Data entries:
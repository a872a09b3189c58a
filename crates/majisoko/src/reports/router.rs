use std::sync::Arc;

use axum::{
    extract::{Path, State},
    http::StatusCode,
    response::{IntoResponse, Response},
    routing::{get, post},
    Router,
};
use serde::Deserialize;
use serde_json::json;

use super::domain::{GeoPoint, ReportStatus, ReportType};
use super::repository::ReportRepository;
use super::service::{ReportError, ReportService};
use crate::identity::{ReportId, UserId};
use crate::notify::NotificationPublisher;
use crate::store::{ReputationLedger, StoreError};

#[derive(Debug, Deserialize)]
pub struct FileReportRequest {
    pub reporter: UserId,
    pub report_type: ReportType,
    pub location: GeoPoint,
    pub description: Option<String>,
}

#[derive(Debug, Deserialize)]
pub struct ResolveRequest {
    pub admin: UserId,
    pub resolution: String,
}

#[derive(Debug, Deserialize)]
pub struct AdvanceRequest {
    pub status: ReportStatus,
}

/// Router builder exposing the report endpoints.
pub fn report_router<R, N, L>(service: Arc<ReportService<R, N, L>>) -> Router
where
    R: ReportRepository + 'static,
    N: NotificationPublisher + 'static,
    L: ReputationLedger + 'static,
{
    Router::new()
        .route("/api/v1/reports", post(file_handler::<R, N, L>))
        .route("/api/v1/reports/:report_id", get(get_handler::<R, N, L>))
        .route(
            "/api/v1/reports/:report_id/status",
            post(advance_handler::<R, N, L>),
        )
        .route(
            "/api/v1/reports/:report_id/resolve",
            post(resolve_handler::<R, N, L>),
        )
        .with_state(service)
}

async fn file_handler<R, N, L>(
    State(service): State<Arc<ReportService<R, N, L>>>,
    axum::Json(request): axum::Json<FileReportRequest>,
) -> Response
where
    R: ReportRepository + 'static,
    N: NotificationPublisher + 'static,
    L: ReputationLedger + 'static,
{
    if !(-90.0..=90.0).contains(&request.location.latitude)
        || !(-180.0..=180.0).contains(&request.location.longitude)
    {
        let payload = json!({
            "error": "location is outside coordinate bounds",
        });
        return (StatusCode::UNPROCESSABLE_ENTITY, axum::Json(payload)).into_response();
    }

    match service.file(
        request.reporter,
        request.report_type,
        request.location,
        request.description,
    ) {
        Ok(record) => (StatusCode::CREATED, axum::Json(record.view())).into_response(),
        Err(error) => error_response(error),
    }
}

async fn get_handler<R, N, L>(
    State(service): State<Arc<ReportService<R, N, L>>>,
    Path(report_id): Path<String>,
) -> Response
where
    R: ReportRepository + 'static,
    N: NotificationPublisher + 'static,
    L: ReputationLedger + 'static,
{
    match service.get(&ReportId(report_id)) {
        Ok(record) => (StatusCode::OK, axum::Json(record.view())).into_response(),
        Err(error) => error_response(error),
    }
}

async fn advance_handler<R, N, L>(
    State(service): State<Arc<ReportService<R, N, L>>>,
    Path(report_id): Path<String>,
    axum::Json(request): axum::Json<AdvanceRequest>,
) -> Response
where
    R: ReportRepository + 'static,
    N: NotificationPublisher + 'static,
    L: ReputationLedger + 'static,
{
    match service.advance(&ReportId(report_id), request.status) {
        Ok(record) => (StatusCode::OK, axum::Json(record.view())).into_response(),
        Err(error) => error_response(error),
    }
}

async fn resolve_handler<R, N, L>(
    State(service): State<Arc<ReportService<R, N, L>>>,
    Path(report_id): Path<String>,
    axum::Json(request): axum::Json<ResolveRequest>,
) -> Response
where
    R: ReportRepository + 'static,
    N: NotificationPublisher + 'static,
    L: ReputationLedger + 'static,
{
    match service.resolve(&ReportId(report_id), request.admin, request.resolution) {
        Ok(record) => (StatusCode::OK, axum::Json(record.view())).into_response(),
        Err(error) => error_response(error),
    }
}

fn error_response(error: ReportError) -> Response {
    match error {
        error @ (ReportError::DuplicateReport
        | ReportError::AlreadyResolved
        | ReportError::InvalidStatusChange { .. }
        | ReportError::Store(StoreError::Conflict)
        | ReportError::Store(StoreError::VersionConflict)) => {
            let payload = json!({
                "error": error.to_string(),
            });
            (StatusCode::CONFLICT, axum::Json(payload)).into_response()
        }
        ReportError::Store(StoreError::NotFound) => {
            let payload = json!({
                "error": "report not found",
            });
            (StatusCode::NOT_FOUND, axum::Json(payload)).into_response()
        }
        other => {
            let payload = json!({
                "error": other.to_string(),
            });
            (StatusCode::INTERNAL_SERVER_ERROR, axum::Json(payload)).into_response()
        }
    }
}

What you should do:
Copy out every line of the data that includes the word "ReportStatus".

The completed task:
use super::domain::{GeoPoint, ReportStatus, ReportType};
    pub status: ReportStatus,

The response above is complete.